Rat GMCSF-NAg TTV (Figure 2A), the murine GMCSF-PLP (Figure 7A, B), and GMCSF-MOG (Figure 7C, D) exhibited enhanced antigen presentation compared to the respective NAg. Due to the full cross-species reactivity of GM-CSF, murine GMCSF-MOG was targeted to both rat (Figure 2B) and murine APC (Figure 7C, D) to mediate enhanced antigen presentation to rat and mouse MOG-specific T cells. These data reveal that the NAg domain is efficiently targeted, processed, and presented to T cell clones specific for the respective NAg.

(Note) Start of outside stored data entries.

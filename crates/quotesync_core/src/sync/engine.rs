//! One reconciliation cycle against the remote source.
//!
//! # Responsibility
//! - Push locally added quotes, fetch the remote snapshot, merge, persist and
//!   notify, in that order.
//!
//! # Invariants
//! - Every push of a cycle happens before its fetch; the fetch happens before
//!   the merge is saved. Each stage consumes the previous stage's output.
//! - Remote failures never escalate: a failed fetch leaves the collection
//!   unchanged and reports no conflict; a failed push stays queued for the next
//!   cycle and is not retried within the current one.
//! - Storage failures abort the cycle and are returned to the caller; the
//!   merge and its preference repair are written together or not at all, and
//!   no conflict is notified for a merge that was not persisted.
//! - Delivered records are removed from the outbox as stored after the pushes,
//!   so records queued meanwhile by another handle stay queued.

use crate::model::record::Record;
use crate::repo::local_store::{LocalStore, StoreResult};
use crate::service::quote_service::QuoteService;
use crate::sync::notifier::{notify_on_conflict, ConflictNotifier};
use crate::sync::remote_client::{RemoteClient, RemoteError};
use log::{info, warn};
use std::time::Instant;

/// Outbox delivery summary for one cycle.
#[derive(Debug, Clone, Copy, PartialEq, Eq, Default)]
pub struct PushReport {
    pub pushed: usize,
    pub failed: usize,
}

/// What the fetch-and-merge half of the cycle did.
#[derive(Debug, Clone, PartialEq, Eq)]
pub enum CycleOutcome {
    /// Fetch failed; nothing was merged.
    RemoteUnavailable(RemoteError),
    /// Snapshot merged into the collection.
    Merged {
        conflict_occurred: bool,
        added: usize,
        updated: usize,
        total: usize,
        category_reset: bool,
    },
}

/// Summary of one reconciliation cycle.
#[derive(Debug, Clone, PartialEq, Eq)]
pub struct CycleReport {
    pub push: PushReport,
    pub outcome: CycleOutcome,
}

impl CycleReport {
    pub fn conflict_occurred(&self) -> bool {
        matches!(
            self.outcome,
            CycleOutcome::Merged {
                conflict_occurred: true,
                ..
            }
        )
    }
}

/// Output of the push stage; the only way to reach the fetch stage.
struct Pushed {
    report: PushReport,
}

/// Output of the fetch stage; the only way to reach the merge stage.
struct Fetched {
    push: PushReport,
    snapshot: Result<Vec<Record>, RemoteError>,
}

/// Reconciliation engine wiring the quote service to a remote and a notifier.
pub struct SyncEngine<S: LocalStore, R: RemoteClient, N: ConflictNotifier> {
    quotes: QuoteService<S>,
    remote: R,
    notifier: N,
}

impl<S: LocalStore, R: RemoteClient, N: ConflictNotifier> SyncEngine<S, R, N> {
    pub fn new(quotes: QuoteService<S>, remote: R, notifier: N) -> Self {
        Self {
            quotes,
            remote,
            notifier,
        }
    }

    pub fn quotes(&self) -> &QuoteService<S> {
        &self.quotes
    }

    /// Mutable access for local edits between cycles.
    pub fn quotes_mut(&mut self) -> &mut QuoteService<S> {
        &mut self.quotes
    }

    pub fn remote(&self) -> &R {
        &self.remote
    }

    /// Runs push, fetch, merge and notify once.
    pub fn run_cycle(&mut self) -> StoreResult<CycleReport> {
        let started_at = Instant::now();
        let pushed = self.push_stage()?;
        let fetched = self.fetch_stage(pushed);
        let report = self.merge_stage(fetched)?;

        match &report.outcome {
            CycleOutcome::RemoteUnavailable(err) => warn!(
                "event=sync_cycle module=sync status=skipped pushed={} push_failed={} duration_ms={} error_code={} error={}",
                report.push.pushed,
                report.push.failed,
                started_at.elapsed().as_millis(),
                err.code(),
                err
            ),
            CycleOutcome::Merged {
                conflict_occurred,
                added,
                updated,
                total,
                category_reset,
            } => info!(
                "event=sync_cycle module=sync status=ok pushed={} push_failed={} conflict={} added={} updated={} total={} category_reset={} duration_ms={}",
                report.push.pushed,
                report.push.failed,
                conflict_occurred,
                added,
                updated,
                total,
                category_reset,
                started_at.elapsed().as_millis()
            ),
        }
        Ok(report)
    }

    fn push_stage(&self) -> StoreResult<Pushed> {
        let store = self.quotes.store();
        let outbox = store.load_outbox()?;
        if outbox.is_empty() {
            return Ok(Pushed {
                report: PushReport::default(),
            });
        }

        let attempted = outbox.len();
        let mut delivered = Vec::new();
        for record in outbox {
            match self.remote.push_record(&record) {
                Ok(()) => delivered.push(record),
                Err(err) => warn!(
                    "event=remote_push module=sync status=error error_code={} error={}",
                    err.code(),
                    err
                ),
            }
        }

        let failed = attempted - delivered.len();
        if !delivered.is_empty() {
            store.exclusive(|store| {
                let mut pending = store.load_outbox()?;
                pending.retain(|record| !delivered.contains(record));
                store.save_outbox(&pending)
            })?;
        }
        Ok(Pushed {
            report: PushReport {
                pushed: attempted - failed,
                failed,
            },
        })
    }

    fn fetch_stage(&self, pushed: Pushed) -> Fetched {
        Fetched {
            push: pushed.report,
            snapshot: self.remote.fetch_snapshot(),
        }
    }

    fn merge_stage(&mut self, fetched: Fetched) -> StoreResult<CycleReport> {
        let snapshot = match fetched.snapshot {
            Ok(snapshot) => snapshot,
            Err(err) => {
                return Ok(CycleReport {
                    push: fetched.push,
                    outcome: CycleOutcome::RemoteUnavailable(err),
                });
            }
        };

        let (outcome, applied) = self.quotes.merge_remote_snapshot(&snapshot)?;
        notify_on_conflict(&self.notifier, &outcome, applied.category_reset);

        Ok(CycleReport {
            push: fetched.push,
            outcome: CycleOutcome::Merged {
                conflict_occurred: outcome.conflict_occurred,
                added: outcome.added,
                updated: outcome.updated,
                total: outcome.merged.len(),
                category_reset: applied.category_reset,
            },
        })
    }
}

An important question was whether covalent linkage of the GM-CSF and NAg domains that was required for antigen targeting and enhanced presentation of NAg by DC was also required for tolerogenic activity in vivo. In Lewis rats, physical linkage of the GM-CSF and NAg domains was needed for prevention and therapy of EAE . To assess this question for murine TTV, we focused on the C57BL/6 model of EAE. As shown in Table 2 and Figure 4, tolerogenic activity of GMCSF-MOG was entirely contingent upon the covalent linkage of GM-CSF and MOG35-55 because administration of the two agents as an equimolar mixture of separate molecules did not suppress disease. Pre-treatment with either GM-CSF alone or NAg alone also did not affect EAE. The requirement for physical linkage of the GM-CSF and NAg domains for tolerogenic activity in vivo provided evidence that a mechanism of antigen targeting was required for inhibition of EAE.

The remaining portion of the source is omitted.